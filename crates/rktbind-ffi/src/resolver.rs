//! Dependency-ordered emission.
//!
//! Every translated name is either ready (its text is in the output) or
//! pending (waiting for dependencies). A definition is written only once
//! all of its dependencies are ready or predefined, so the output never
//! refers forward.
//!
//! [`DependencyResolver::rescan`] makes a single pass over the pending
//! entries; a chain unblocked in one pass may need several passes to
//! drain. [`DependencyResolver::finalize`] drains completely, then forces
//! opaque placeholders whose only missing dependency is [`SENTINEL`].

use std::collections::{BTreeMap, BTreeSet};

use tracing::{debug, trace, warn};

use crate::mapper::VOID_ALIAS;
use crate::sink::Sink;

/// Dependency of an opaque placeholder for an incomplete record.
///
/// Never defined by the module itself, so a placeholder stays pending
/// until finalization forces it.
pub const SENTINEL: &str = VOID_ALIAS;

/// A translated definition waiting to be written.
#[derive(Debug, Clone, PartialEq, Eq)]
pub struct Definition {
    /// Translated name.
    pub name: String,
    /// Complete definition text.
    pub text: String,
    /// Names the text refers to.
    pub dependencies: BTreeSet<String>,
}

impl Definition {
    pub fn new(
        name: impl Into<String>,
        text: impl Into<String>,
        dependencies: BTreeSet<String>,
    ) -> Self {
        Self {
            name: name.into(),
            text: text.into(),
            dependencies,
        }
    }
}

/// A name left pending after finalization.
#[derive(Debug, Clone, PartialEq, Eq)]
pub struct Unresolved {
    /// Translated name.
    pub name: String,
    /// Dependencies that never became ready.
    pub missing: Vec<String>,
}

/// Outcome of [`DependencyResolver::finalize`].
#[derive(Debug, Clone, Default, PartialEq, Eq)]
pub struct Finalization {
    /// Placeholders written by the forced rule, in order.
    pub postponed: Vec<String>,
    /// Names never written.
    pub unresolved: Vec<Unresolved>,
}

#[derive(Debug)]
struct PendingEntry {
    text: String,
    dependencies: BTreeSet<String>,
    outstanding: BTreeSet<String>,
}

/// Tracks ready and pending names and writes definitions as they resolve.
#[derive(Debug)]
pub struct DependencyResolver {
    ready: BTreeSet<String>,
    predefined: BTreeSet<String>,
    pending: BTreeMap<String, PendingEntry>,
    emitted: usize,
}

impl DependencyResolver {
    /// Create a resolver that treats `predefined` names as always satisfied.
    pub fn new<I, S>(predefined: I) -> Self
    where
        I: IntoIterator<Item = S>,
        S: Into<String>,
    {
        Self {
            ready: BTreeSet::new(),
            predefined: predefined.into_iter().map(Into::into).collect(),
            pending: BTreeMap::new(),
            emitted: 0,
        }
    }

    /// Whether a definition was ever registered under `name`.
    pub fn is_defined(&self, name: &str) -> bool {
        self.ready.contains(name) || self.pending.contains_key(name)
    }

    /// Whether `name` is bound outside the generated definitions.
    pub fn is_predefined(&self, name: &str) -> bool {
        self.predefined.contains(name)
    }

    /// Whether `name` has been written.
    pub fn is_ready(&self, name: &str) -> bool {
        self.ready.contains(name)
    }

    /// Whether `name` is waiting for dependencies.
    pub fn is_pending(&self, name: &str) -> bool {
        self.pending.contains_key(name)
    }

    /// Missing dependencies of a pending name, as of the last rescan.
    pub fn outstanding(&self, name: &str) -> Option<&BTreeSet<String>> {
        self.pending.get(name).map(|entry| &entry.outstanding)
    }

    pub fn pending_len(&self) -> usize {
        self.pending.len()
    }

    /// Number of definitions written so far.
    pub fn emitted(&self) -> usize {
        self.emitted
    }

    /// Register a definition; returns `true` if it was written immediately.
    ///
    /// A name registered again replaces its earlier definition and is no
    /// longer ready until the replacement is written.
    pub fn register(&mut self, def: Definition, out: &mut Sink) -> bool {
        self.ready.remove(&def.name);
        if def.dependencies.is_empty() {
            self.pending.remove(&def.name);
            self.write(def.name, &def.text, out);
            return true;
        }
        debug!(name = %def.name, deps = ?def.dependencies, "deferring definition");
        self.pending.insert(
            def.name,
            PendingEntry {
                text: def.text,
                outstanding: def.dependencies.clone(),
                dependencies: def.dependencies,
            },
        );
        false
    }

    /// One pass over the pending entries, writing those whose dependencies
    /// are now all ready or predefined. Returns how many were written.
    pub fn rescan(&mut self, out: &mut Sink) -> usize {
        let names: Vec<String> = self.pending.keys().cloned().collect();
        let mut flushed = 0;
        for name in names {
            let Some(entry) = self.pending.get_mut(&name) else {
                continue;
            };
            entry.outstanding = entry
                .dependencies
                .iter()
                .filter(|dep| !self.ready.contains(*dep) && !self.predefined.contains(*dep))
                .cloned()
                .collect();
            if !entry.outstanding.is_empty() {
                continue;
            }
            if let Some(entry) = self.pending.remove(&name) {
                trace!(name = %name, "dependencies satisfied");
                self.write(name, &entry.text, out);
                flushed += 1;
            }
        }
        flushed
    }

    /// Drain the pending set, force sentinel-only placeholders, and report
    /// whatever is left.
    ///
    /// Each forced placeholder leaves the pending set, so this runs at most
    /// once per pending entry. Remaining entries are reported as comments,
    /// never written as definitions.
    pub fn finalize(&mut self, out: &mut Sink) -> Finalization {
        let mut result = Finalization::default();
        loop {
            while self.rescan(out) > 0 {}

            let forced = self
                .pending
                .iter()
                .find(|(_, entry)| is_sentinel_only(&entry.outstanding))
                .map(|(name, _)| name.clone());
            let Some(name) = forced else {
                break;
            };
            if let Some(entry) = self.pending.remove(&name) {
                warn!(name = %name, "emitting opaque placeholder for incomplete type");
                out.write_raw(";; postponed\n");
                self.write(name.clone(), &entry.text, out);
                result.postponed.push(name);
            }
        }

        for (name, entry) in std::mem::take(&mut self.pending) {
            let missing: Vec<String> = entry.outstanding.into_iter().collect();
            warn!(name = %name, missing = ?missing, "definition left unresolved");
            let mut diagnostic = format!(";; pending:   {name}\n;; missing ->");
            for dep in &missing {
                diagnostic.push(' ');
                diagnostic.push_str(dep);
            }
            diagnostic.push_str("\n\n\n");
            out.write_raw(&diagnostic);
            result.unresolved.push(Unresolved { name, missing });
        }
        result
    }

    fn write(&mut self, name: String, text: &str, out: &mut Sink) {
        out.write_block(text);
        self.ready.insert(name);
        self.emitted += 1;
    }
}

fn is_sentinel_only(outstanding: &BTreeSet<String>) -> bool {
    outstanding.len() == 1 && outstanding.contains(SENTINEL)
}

What you need to do
Starting with the first line of the listing above and ending with the line that holds "several passes to", return those lines exactly as written, both included.

Response to the task
filename crates/rktbind-ffi/src/resolver.rs
//! Dependency-ordered emission.
//!
//! Every translated name is either ready (its text is in the output) or
//! pending (waiting for dependencies). A definition is written only once
//! all of its dependencies are ready or predefined, so the output never
//! refers forward.
//!
//! [`DependencyResolver::rescan`] makes a single pass over the pending
//! entries; a chain unblocked in one pass may need several passes to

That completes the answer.